Exercise objective: Records follow. Select each line holding "axum".

Provided material:
━━━

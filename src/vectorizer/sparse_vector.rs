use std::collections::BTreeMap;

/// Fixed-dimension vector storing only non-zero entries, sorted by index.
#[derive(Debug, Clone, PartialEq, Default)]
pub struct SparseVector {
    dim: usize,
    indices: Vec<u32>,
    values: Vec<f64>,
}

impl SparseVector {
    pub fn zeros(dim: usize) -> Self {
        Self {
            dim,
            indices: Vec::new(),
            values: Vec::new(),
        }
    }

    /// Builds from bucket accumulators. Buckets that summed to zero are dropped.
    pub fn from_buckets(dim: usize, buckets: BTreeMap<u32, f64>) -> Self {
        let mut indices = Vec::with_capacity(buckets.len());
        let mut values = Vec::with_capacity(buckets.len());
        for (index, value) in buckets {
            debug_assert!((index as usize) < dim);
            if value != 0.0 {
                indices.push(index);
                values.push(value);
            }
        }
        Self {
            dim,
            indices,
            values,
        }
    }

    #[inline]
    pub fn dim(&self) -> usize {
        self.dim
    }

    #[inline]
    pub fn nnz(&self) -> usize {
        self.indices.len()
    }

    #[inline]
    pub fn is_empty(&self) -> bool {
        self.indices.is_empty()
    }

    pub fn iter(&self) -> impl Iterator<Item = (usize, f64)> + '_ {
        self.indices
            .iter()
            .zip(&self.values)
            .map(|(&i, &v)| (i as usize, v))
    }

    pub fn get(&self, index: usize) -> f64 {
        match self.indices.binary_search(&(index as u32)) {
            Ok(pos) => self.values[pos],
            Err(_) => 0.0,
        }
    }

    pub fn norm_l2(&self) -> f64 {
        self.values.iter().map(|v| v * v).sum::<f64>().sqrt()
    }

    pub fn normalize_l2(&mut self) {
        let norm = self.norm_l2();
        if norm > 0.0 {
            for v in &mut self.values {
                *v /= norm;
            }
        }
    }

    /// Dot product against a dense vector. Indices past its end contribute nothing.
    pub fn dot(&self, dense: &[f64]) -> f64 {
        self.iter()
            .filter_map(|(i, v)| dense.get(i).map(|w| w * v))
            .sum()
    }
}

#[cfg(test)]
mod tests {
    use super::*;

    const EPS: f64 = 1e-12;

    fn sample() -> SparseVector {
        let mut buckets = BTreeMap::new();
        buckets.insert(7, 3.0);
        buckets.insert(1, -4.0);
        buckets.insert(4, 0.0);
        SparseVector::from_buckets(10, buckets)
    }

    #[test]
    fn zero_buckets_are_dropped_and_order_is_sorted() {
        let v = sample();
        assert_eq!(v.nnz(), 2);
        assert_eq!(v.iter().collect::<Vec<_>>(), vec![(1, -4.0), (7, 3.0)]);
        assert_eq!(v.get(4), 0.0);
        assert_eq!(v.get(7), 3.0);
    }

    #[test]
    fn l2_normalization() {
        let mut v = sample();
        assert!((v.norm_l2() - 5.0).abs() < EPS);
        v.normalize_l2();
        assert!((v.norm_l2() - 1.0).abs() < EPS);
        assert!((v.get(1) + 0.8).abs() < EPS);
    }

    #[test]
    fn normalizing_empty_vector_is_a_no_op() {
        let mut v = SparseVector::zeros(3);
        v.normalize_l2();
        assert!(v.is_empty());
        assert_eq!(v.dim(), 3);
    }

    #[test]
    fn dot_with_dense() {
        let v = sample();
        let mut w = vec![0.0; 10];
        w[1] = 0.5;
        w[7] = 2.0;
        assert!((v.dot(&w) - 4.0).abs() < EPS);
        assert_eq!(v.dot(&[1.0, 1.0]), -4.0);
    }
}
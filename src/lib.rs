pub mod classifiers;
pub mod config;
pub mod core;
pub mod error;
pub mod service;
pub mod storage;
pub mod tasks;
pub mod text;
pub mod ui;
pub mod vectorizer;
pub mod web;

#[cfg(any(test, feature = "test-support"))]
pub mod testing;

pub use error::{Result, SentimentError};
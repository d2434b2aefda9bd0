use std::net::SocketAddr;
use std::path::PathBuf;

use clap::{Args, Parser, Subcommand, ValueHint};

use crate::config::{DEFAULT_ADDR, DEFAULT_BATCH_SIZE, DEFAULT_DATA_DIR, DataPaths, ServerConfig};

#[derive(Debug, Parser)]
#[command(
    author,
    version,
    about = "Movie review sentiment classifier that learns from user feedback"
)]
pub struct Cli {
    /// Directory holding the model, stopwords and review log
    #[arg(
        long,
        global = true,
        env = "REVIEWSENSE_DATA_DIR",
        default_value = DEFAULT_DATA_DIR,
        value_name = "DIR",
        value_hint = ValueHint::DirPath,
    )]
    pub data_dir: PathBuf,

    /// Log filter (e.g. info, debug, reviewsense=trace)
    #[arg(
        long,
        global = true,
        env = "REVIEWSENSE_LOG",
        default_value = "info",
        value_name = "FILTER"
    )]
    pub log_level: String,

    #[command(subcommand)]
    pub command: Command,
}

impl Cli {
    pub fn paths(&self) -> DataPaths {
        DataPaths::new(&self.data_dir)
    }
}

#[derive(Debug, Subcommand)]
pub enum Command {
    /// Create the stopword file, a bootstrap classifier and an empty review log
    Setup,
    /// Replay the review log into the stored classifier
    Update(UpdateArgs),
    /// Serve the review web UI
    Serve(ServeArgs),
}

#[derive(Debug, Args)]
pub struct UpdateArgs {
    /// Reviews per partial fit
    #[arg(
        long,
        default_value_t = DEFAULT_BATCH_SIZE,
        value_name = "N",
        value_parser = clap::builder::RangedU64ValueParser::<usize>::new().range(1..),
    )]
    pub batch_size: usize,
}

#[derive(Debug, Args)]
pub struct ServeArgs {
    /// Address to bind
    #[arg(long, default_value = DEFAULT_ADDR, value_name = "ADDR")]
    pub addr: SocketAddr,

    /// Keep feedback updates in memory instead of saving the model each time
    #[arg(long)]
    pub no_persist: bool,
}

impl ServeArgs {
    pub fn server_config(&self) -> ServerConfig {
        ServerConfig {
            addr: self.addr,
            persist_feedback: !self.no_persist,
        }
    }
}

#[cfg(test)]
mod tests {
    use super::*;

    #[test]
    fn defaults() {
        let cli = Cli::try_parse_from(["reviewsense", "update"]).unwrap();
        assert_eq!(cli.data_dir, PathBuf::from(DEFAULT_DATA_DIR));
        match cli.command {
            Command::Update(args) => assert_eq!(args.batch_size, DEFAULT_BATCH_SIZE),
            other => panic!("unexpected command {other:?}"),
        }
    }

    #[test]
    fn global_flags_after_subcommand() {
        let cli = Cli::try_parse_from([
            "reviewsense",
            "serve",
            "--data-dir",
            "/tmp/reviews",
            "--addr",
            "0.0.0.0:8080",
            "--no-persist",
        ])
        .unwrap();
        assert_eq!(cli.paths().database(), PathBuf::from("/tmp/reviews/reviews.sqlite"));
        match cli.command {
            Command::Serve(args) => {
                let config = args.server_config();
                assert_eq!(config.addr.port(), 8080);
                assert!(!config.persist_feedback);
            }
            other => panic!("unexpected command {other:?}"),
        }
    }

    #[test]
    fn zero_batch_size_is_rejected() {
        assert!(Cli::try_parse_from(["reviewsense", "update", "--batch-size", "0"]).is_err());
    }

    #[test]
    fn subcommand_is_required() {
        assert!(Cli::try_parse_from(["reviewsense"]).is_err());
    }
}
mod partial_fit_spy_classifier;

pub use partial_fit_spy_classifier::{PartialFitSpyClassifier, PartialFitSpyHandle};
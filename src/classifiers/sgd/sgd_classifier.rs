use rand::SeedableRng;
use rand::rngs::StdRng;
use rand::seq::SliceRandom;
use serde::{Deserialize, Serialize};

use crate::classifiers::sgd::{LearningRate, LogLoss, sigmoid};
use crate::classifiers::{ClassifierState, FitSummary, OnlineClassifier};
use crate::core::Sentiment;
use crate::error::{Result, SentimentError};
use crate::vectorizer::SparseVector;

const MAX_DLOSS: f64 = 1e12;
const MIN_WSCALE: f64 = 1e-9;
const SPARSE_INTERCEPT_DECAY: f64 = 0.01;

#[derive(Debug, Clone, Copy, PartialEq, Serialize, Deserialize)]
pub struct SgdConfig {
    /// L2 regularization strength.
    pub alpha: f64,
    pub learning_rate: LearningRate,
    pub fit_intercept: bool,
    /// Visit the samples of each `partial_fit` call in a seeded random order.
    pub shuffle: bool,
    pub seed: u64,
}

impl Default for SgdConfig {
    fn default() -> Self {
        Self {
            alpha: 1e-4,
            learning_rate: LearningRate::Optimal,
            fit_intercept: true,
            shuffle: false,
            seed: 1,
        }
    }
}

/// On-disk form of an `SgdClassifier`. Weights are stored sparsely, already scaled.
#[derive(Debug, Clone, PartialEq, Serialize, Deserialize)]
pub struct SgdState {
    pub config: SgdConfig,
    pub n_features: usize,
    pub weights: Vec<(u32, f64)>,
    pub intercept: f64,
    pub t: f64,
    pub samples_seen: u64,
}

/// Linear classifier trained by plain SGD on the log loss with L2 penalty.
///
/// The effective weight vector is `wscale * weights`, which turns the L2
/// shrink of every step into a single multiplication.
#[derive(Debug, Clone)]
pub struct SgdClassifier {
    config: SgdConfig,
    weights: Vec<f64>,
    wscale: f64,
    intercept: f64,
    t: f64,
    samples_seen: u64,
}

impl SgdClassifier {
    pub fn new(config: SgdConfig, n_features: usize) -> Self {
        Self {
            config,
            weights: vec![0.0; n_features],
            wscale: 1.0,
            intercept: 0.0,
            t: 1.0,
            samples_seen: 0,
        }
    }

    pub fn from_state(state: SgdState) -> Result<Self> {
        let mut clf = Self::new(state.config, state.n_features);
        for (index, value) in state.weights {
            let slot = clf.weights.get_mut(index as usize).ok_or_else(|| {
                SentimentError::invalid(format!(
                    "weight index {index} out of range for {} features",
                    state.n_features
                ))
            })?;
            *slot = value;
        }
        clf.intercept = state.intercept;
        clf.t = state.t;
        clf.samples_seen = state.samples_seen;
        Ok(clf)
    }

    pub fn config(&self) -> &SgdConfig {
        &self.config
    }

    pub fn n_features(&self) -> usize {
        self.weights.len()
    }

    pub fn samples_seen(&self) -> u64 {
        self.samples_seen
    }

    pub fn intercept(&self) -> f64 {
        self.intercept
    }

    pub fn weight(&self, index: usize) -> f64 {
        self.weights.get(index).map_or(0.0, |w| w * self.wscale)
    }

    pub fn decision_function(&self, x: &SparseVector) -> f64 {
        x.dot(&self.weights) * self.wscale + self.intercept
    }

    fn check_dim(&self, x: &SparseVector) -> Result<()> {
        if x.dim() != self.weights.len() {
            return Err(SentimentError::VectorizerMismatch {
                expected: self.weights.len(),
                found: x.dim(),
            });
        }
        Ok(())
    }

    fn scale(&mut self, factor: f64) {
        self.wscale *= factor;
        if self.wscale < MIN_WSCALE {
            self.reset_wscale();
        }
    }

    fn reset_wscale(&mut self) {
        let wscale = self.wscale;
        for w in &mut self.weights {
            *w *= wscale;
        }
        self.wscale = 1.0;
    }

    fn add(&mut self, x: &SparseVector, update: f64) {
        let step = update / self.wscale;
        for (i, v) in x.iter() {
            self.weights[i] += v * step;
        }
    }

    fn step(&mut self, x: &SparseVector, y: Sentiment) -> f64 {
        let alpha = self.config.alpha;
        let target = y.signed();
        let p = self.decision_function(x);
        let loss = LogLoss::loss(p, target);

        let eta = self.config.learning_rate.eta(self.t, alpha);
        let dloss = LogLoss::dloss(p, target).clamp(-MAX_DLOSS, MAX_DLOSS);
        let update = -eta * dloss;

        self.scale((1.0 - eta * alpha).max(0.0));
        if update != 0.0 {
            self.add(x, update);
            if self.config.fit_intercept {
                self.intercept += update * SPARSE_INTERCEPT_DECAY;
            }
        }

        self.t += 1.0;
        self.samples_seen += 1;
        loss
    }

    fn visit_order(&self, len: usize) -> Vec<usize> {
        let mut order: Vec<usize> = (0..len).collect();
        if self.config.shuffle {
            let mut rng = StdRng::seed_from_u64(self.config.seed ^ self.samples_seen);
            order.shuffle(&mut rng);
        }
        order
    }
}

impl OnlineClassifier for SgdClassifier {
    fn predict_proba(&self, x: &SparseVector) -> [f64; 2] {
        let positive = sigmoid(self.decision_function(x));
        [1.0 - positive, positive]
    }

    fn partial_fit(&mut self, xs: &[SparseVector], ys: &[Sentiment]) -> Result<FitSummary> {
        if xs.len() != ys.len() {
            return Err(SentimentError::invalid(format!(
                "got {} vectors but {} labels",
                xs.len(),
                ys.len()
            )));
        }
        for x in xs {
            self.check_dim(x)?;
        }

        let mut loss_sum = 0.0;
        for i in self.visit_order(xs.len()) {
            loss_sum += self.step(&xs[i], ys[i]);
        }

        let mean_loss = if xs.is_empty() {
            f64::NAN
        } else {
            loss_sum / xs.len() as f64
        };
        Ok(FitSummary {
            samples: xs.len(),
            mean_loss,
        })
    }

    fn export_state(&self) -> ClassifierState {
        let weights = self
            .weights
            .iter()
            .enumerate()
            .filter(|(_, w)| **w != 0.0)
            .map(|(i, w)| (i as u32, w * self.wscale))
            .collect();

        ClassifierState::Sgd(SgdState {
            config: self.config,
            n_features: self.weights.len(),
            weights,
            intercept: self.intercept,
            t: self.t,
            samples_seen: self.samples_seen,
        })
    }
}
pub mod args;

━━━

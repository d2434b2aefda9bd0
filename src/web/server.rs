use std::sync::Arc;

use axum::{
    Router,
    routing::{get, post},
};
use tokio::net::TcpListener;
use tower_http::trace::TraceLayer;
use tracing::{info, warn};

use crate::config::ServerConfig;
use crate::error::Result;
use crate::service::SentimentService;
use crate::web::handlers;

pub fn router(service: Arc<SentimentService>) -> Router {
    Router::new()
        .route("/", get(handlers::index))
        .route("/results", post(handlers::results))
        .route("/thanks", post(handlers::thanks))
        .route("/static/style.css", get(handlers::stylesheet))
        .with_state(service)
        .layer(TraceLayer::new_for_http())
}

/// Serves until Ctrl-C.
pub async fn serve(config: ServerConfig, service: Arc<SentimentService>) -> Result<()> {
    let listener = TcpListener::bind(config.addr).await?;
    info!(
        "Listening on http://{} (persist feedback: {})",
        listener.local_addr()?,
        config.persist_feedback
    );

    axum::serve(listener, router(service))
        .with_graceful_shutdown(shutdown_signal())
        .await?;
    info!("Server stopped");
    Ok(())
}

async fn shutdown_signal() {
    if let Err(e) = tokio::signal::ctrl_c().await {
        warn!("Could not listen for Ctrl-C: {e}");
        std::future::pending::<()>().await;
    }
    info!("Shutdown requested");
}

━━━

Completed exercise:
use axum::{
    axum::serve(listener, router(service))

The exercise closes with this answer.